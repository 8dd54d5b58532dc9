/// Price signals extracted from one fetch of the event page.
///
/// `lowest_price` and `median_sale` come from page-level summary widgets;
/// `computed_min_price`, `num_listings` and `all_prices` are derived from
/// the per-row listing prices. A `num_listings` of `None` means no listing
/// rows matched, which is distinct from zero listings for sale.
#[derive(Debug, Clone, Default, PartialEq)]
pub struct PriceSummary {
    pub lowest_price: Option<f64>,
    pub median_sale: Option<f64>,
    pub computed_min_price: Option<f64>,
    pub num_listings: Option<usize>,
    pub all_prices: Vec<f64>,
}

impl PriceSummary {
    /// Build a summary from the widget values and the collected row prices.
    ///
    /// Sorts the prices ascending and derives `computed_min_price` and
    /// `num_listings` from them, keeping the count `None` when no rows
    /// were found.
    pub fn from_parts(
        lowest_price: Option<f64>,
        median_sale: Option<f64>,
        mut prices: Vec<f64>,
    ) -> Self {
        prices.sort_by(|a, b| a.partial_cmp(b).unwrap_or(std::cmp::Ordering::Equal));

        let computed_min_price = prices.first().copied();
        let num_listings = if prices.is_empty() {
            None
        } else {
            Some(prices.len())
        };

        Self {
            lowest_price,
            median_sale,
            computed_min_price,
            num_listings,
            all_prices: prices,
        }
    }
}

◆ What the exercise asks: Give back every line of the material, exactly as written.

◆ Exercise response:
repository 8dd54d5b58532dc9
/// Price signals extracted from one fetch of the event page.
///
/// `lowest_price` and `median_sale` come from page-level summary widgets;
/// `computed_min_price`, `num_listings` and `all_prices` are derived from
/// the per-row listing prices. A `num_listings` of `None` means no listing
/// rows matched, which is distinct from zero listings for sale.
#[derive(Debug, Clone, Default, PartialEq)]
pub struct PriceSummary {
    pub lowest_price: Option<f64>,
    pub median_sale: Option<f64>,
    pub computed_min_price: Option<f64>,
    pub num_listings: Option<usize>,
    pub all_prices: Vec<f64>,
}

impl PriceSummary {
    /// Build a summary from the widget values and the collected row prices.
    ///
    /// Sorts the prices ascending and derives `computed_min_price` and
    /// `num_listings` from them, keeping the count `None` when no rows
    /// were found.
    pub fn from_parts(
        lowest_price: Option<f64>,
        median_sale: Option<f64>,
        mut prices: Vec<f64>,
    ) -> Self {
        prices.sort_by(|a, b| a.partial_cmp(b).unwrap_or(std::cmp::Ordering::Equal));

        let computed_min_price = prices.first().copied();
        let num_listings = if prices.is_empty() {
            None
        } else {
            Some(prices.len())
        };

        Self {
            lowest_price,
            median_sale,
            computed_min_price,
            num_listings,
            all_prices: prices,
        }
    }
}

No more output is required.